Using the string "entering" as the key, pull each matching line out of the records below.

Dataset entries
• • • •
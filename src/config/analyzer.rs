//! Analyzer configuration
//!
//! Loaded from an optional JSON file; analysis thresholds are never read from
//! environment variables.

use std::path::Path;

use schemars::JsonSchema;
use serde::{Deserialize, Serialize};

use super::thresholds::{
    tiers_ordered, FakeBidConfig, ScoreThresholds, SignalThresholds, SpoofingConfig,
};
use crate::error::{AnalyzerError, Result};

/// Maximum composite score
pub const MAX_SCORE: u32 = 100;

/// Complete analyzer configuration
///
/// ## JSON layout
///
/// Every field is optional; missing fields fall back to [`Default`]:
///
/// ```json
/// {
///   "unit_multiplier": 100.0,
///   "min_order_value": 50000000.0,
///   "fake_bid": { "lookback": 10 },
///   "spoofing": { "lookback": 15, "min_lot": 1000 }
/// }
/// ```
#[derive(Debug, Clone, PartialEq, Serialize, Deserialize, JsonSchema)]
#[serde(default)]
pub struct AnalyzerConfig {
    /// Shares (or contracts) per lot, applied to every value calculation
    pub unit_multiplier: f64,

    /// Notional value at which a level counts as significant
    pub min_order_value: f64,

    pub fake_bid: FakeBidConfig,

    pub spoofing: SpoofingConfig,

    pub score: ScoreThresholds,

    pub signal: SignalThresholds,

    /// Levels per side bundled with a trading signal
    pub signal_depth: usize,

    /// Levels per support/resistance zone bundled with a trading signal
    pub zone_depth: usize,

    /// Levels per side in an analysis summary
    pub summary_depth: usize,

    /// Levels per key-level zone in an analysis summary
    pub summary_zone_depth: usize,

    /// Trailing window for the volume profile
    pub volume_lookback: usize,
}

impl Default for AnalyzerConfig {
    fn default() -> Self {
        Self {
            unit_multiplier: 1.0,
            min_order_value: 50_000_000.0,
            fake_bid: FakeBidConfig::default(),
            spoofing: SpoofingConfig::default(),
            score: ScoreThresholds::default(),
            signal: SignalThresholds::default(),
            signal_depth: 3,
            zone_depth: 2,
            summary_depth: 5,
            summary_zone_depth: 3,
            volume_lookback: 20,
        }
    }
}

impl AnalyzerConfig {
    /// Load configuration from a JSON file and validate it
    ///
    /// # Errors
    ///
    /// Returns error if the file cannot be read, is not valid JSON, or fails
    /// [`validate`](Self::validate)
    pub fn from_json_file(path: impl AsRef<Path>) -> Result<Self> {
        let raw = std::fs::read_to_string(path.as_ref())?;
        let config: Self = serde_json::from_str(&raw)?;
        config.validate()?;

        tracing::debug!(
            "Loaded analyzer config from {}",
            path.as_ref().display()
        );

        Ok(config)
    }

    /// Validate the configuration
    ///
    /// # Validation Rules
    /// - `unit_multiplier`: finite and > 0
    /// - `min_order_value`: finite and >= 0
    /// - lookbacks, depths and `min_appearances`: > 0
    /// - "exceeds" tables strictly descending, spread table strictly ascending
    /// - attainable score <= [`MAX_SCORE`]
    /// - signal thresholds descending from `strong_buy` to `caution`
    pub fn validate(&self) -> Result<()> {
        if !self.unit_multiplier.is_finite() || self.unit_multiplier <= 0.0 {
            return Err(invalid(format!(
                "unit_multiplier must be a positive number, got {}",
                self.unit_multiplier
            )));
        }

        if !self.min_order_value.is_finite() || self.min_order_value < 0.0 {
            return Err(invalid(format!(
                "min_order_value must be non-negative, got {}",
                self.min_order_value
            )));
        }

        let min_lots = [
            ("fake_bid.min_lot", self.fake_bid.min_lot),
            ("spoofing.min_lot", self.spoofing.min_lot),
        ];
        if let Some((name, value)) = min_lots
            .iter()
            .find(|(_, value)| !value.is_finite() || *value < 0.0)
        {
            return Err(invalid(format!("{} must be non-negative, got {}", name, value)));
        }

        let positive = [
            ("fake_bid.lookback", self.fake_bid.lookback),
            ("spoofing.lookback", self.spoofing.lookback),
            ("spoofing.min_appearances", self.spoofing.min_appearances),
            ("signal_depth", self.signal_depth),
            ("zone_depth", self.zone_depth),
            ("summary_depth", self.summary_depth),
            ("summary_zone_depth", self.summary_zone_depth),
            ("volume_lookback", self.volume_lookback),
        ];
        if let Some((name, _)) = positive.iter().find(|(_, value)| *value == 0) {
            return Err(invalid(format!("{} must be greater than 0", name)));
        }

        let score = &self.score;
        let descending = [
            ("score.bid_strength", &score.bid_strength),
            ("score.bid_ask_ratio", &score.bid_ask_ratio),
            ("score.volume", &score.volume),
            ("score.lot_imbalance", &score.lot_imbalance),
        ];
        for (name, tiers) in descending {
            if !tiers_ordered(tiers, true) {
                return Err(invalid(format!(
                    "{} thresholds must be finite and strictly descending",
                    name
                )));
            }
        }
        if !tiers_ordered(&score.spread_pct, false) {
            return Err(invalid(
                "score.spread_pct thresholds must be finite and strictly ascending".to_string(),
            ));
        }

        let max_total = score.max_total();
        if max_total > MAX_SCORE {
            return Err(invalid(format!(
                "score tables award up to {} points, limit is {}",
                max_total, MAX_SCORE
            )));
        }

        let s = &self.signal;
        if !(s.strong_buy >= s.buy
            && s.buy >= s.hold_positive
            && s.hold_positive >= s.neutral
            && s.neutral >= s.caution)
        {
            return Err(invalid(
                "signal thresholds must descend from strong_buy to caution".to_string(),
            ));
        }

        Ok(())
    }
}

fn invalid(message: String) -> AnalyzerError {
    AnalyzerError::InvalidConfig(message)
}
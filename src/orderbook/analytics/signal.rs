//! Trading signal generation
//!
//! Maps a score and the two manipulation flags to a discrete signal. The
//! manipulation flags are checked first and short-circuit scoring:
//! spoofing, then fake bid, then the score ladder
//! (STRONG_BUY >=80, BUY >=65, HOLD_POSITIVE >=50, NEUTRAL >=40, CAUTION >=30,
//! SELL otherwise).

use crate::config::{AnalyzerConfig, SignalThresholds, MAX_SCORE};
use crate::orderbook::analytics::types::{ScoreResult, SignalKind, TradingSignal};
use crate::orderbook::metrics::{market_depth, spread_summary, strongest_demand, strongest_supply};
use crate::orderbook::types::{MarketDepth, Snapshot, Spread, Zone};

/// Confidence reported with a NEUTRAL signal
const NEUTRAL_CONFIDENCE: u32 = 40;

/// Confidence reported with a CAUTION signal
const CAUTION_CONFIDENCE: u32 = 30;

/// Bonus added to the score for a STRONG_BUY confidence
const STRONG_BUY_BONUS: u32 = 10;

/// Penalty subtracted from the score for a HOLD_POSITIVE confidence
const HOLD_POSITIVE_PENALTY: u32 = 10;

/// Classify a score result into a signal and its confidence
pub fn classify(score: &ScoreResult, thresholds: &SignalThresholds) -> (SignalKind, u32) {
    if score.spoofing_detected {
        return (SignalKind::SpoofingDetected, 0);
    }
    if score.fake_bid_detected {
        return (SignalKind::FakeBidDetected, 0);
    }

    let s = score.score;
    match s {
        s if s >= thresholds.strong_buy => {
            (SignalKind::StrongBuy, (s + STRONG_BUY_BONUS).min(MAX_SCORE))
        }
        s if s >= thresholds.buy => (SignalKind::Buy, s),
        s if s >= thresholds.hold_positive => (
            SignalKind::HoldPositive,
            s.saturating_sub(HOLD_POSITIVE_PENALTY),
        ),
        s if s >= thresholds.neutral => (SignalKind::Neutral, NEUTRAL_CONFIDENCE),
        s if s >= thresholds.caution => (SignalKind::Caution, CAUTION_CONFIDENCE),
        s => (SignalKind::Sell, MAX_SCORE.saturating_sub(s)),
    }
}

/// Base recommendation text for a signal
fn base_recommendation(signal: SignalKind) -> &'static str {
    match signal {
        SignalKind::StrongBuy => {
            "Consider entering long position with tight stop loss below support"
        }
        SignalKind::Buy => "Look for buying opportunities near support levels",
        SignalKind::HoldPositive => "Hold existing positions, consider taking partial profits",
        SignalKind::Neutral => "Wait for clearer signal, avoid new positions",
        SignalKind::Caution => "Consider reducing position size or hedging",
        SignalKind::Sell => "Consider exiting long positions or entering short",
        SignalKind::FakeBidDetected => {
            "Wait for confirmation, avoid trading based on suspected fake bids"
        }
        SignalKind::SpoofingDetected => "High risk of manipulation, avoid trading",
        SignalKind::NoData => "No recommendation available",
    }
}

/// Recommendation text, citing the nearest support for bullish signals and
/// the nearest resistance for bearish ones
pub fn recommendation(signal: SignalKind, demand: &Zone, supply: &Zone) -> String {
    let mut text = base_recommendation(signal).to_string();

    if signal.is_bullish() {
        if let Some(support) = demand.lowest_price() {
            text.push_str(&format!(". Nearest support at {}", support));
        }
    }

    if signal.is_bearish() {
        if let Some(resistance) = supply.highest_price() {
            text.push_str(&format!(". Nearest resistance at {}", resistance));
        }
    }

    text
}

/// Build the full trading signal for the current snapshot
pub fn generate_signal(
    current: &Snapshot,
    score: ScoreResult,
    config: &AnalyzerConfig,
) -> TradingSignal {
    let (signal, confidence) = classify(&score, &config.signal);

    let support_zone = strongest_demand(current, config.zone_depth, config.unit_multiplier);
    let resistance_zone = strongest_supply(current, config.zone_depth, config.unit_multiplier);
    let recommendation = recommendation(signal, &support_zone, &resistance_zone);

    tracing::debug!(
        "Signal {} (confidence={}, score={})",
        signal,
        confidence,
        score.score
    );

    TradingSignal {
        signal,
        confidence,
        score,
        market_depth: market_depth(current, config.signal_depth, config.unit_multiplier),
        support_zone,
        resistance_zone,
        spread: spread_summary(current),
        recommendation,
    }
}

/// Signal for an empty history
pub fn no_data_signal() -> TradingSignal {
    TradingSignal {
        signal: SignalKind::NoData,
        confidence: 0,
        score: ScoreResult::default(),
        market_depth: MarketDepth::default(),
        support_zone: Zone::default(),
        resistance_zone: Zone::default(),
        spread: Spread::default(),
        recommendation: base_recommendation(SignalKind::NoData).to_string(),
    }
}

#[cfg(test)]
mod tests {
    use super::*;
    use crate::orderbook::types::ZoneLevel;

    fn score(points: u32) -> ScoreResult {
        ScoreResult {
            score: points,
            percentage: points as f64,
            ..Default::default()
        }
    }

    fn zone(prices: &[i64]) -> Zone {
        Zone {
            prices: prices.to_vec(),
            levels: prices
                .iter()
                .map(|&price| ZoneLevel {
                    price,
                    lot_size: 100.0,
                    order_count: 1,
                    score: 100.0,
                })
                .collect(),
            ..Default::default()
        }
    }

    #[test]
    fn test_score_ladder() {
        let t = SignalThresholds::default();

        assert_eq!(classify(&score(100), &t), (SignalKind::StrongBuy, 100));
        assert_eq!(classify(&score(85), &t), (SignalKind::StrongBuy, 95));
        assert_eq!(classify(&score(80), &t), (SignalKind::StrongBuy, 90));
        assert_eq!(classify(&score(79), &t), (SignalKind::Buy, 79));
        assert_eq!(classify(&score(65), &t), (SignalKind::Buy, 65));
        assert_eq!(classify(&score(50), &t), (SignalKind::HoldPositive, 40));
        assert_eq!(classify(&score(45), &t), (SignalKind::Neutral, 40));
        assert_eq!(classify(&score(30), &t), (SignalKind::Caution, 30));
        assert_eq!(classify(&score(20), &t), (SignalKind::Sell, 80));
        assert_eq!(classify(&score(0), &t), (SignalKind::Sell, 100));
    }

    #[test]
    fn test_manipulation_short_circuits() {
        let t = SignalThresholds::default();

        let mut spoofed = score(100);
        spoofed.spoofing_detected = true;
        spoofed.fake_bid_detected = true;
        assert_eq!(classify(&spoofed, &t), (SignalKind::SpoofingDetected, 0));

        let mut faked = score(0);
        faked.fake_bid_detected = true;
        assert_eq!(classify(&faked, &t), (SignalKind::FakeBidDetected, 0));
    }

    #[test]
    fn test_recommendation_price_targets() {
        let demand = zone(&[990, 985]);
        let supply = zone(&[1010, 1020]);

        assert_eq!(
            recommendation(SignalKind::Buy, &demand, &supply),
            "Look for buying opportunities near support levels. Nearest support at 985"
        );
        assert_eq!(
            recommendation(SignalKind::Caution, &demand, &supply),
            "Consider reducing position size or hedging. Nearest resistance at 1020"
        );
        assert_eq!(
            recommendation(SignalKind::HoldPositive, &demand, &supply),
            "Hold existing positions, consider taking partial profits"
        );
    }

    #[test]
    fn test_recommendation_without_zone() {
        let empty = Zone::default();
        assert_eq!(
            recommendation(SignalKind::Sell, &empty, &empty),
            "Consider exiting long positions or entering short"
        );
    }

    #[test]
    fn test_no_data_signal() {
        let signal = no_data_signal();
        assert_eq!(signal.signal, SignalKind::NoData);
        assert_eq!(signal.confidence, 0);
        assert_eq!(signal.score.score, 0);
        assert_eq!(signal.recommendation, "No recommendation available");
    }
}
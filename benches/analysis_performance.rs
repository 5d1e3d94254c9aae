// Performance profile for full-history analysis
//
// Detection cost grows with window size x levels per snapshot and is paid on
// every call. This profiles summary generation over a 20-snapshot history
// with 10 levels per side.

use orderbook_signal::{OrderBookAnalyzer, PriceLevel, Snapshot};
use std::time::Instant;

const ITERATIONS: u32 = 10_000;

fn synthetic_history(len: usize, levels: usize) -> Vec<Snapshot> {
    (0..len)
        .map(|i| {
            let bids = (0..levels)
                .map(|l| {
                    let lot = (200 + (i * l) % 900) as f64;
                    PriceLevel::new(10_000 - l as i64 * 5, 3 + (l % 4) as u32, lot)
                })
                .collect();
            let asks = (0..levels)
                .map(|l| {
                    let lot = (150 + (i + l) % 700) as f64;
                    PriceLevel::new(10_005 + l as i64 * 5, 2 + (l % 3) as u32, lot)
                })
                .collect();
            Snapshot::new(bids, asks, 10_000, 100_000 + i as u64 * 10_000)
        })
        .collect()
}

fn main() {
    println!("=== Order Book Analysis Performance Profiling ===\n");

    let analyzer = OrderBookAnalyzer::default();
    let history = synthetic_history(20, 10);

    let start = Instant::now();
    let mut strong_signals = 0u32;
    for _ in 0..ITERATIONS {
        if let Some(summary) = analyzer.summary(&history) {
            if summary.trading_signal.confidence > 50 {
                strong_signals += 1;
            }
        }
    }
    let elapsed = start.elapsed();

    println!("History: {} snapshots x 10 levels per side", history.len());
    println!("Iterations: {}", ITERATIONS);
    println!("Total: {:?}", elapsed);
    println!("Per summary: {:?}", elapsed / ITERATIONS);
    println!("Signals above 50 confidence: {}", strong_signals);
}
• • • •
#### Result below
            "Consider entering long position with tight stop loss below support"
        SignalKind::Sell => "Consider exiting long positions or entering short",
            "Consider exiting long positions or entering short"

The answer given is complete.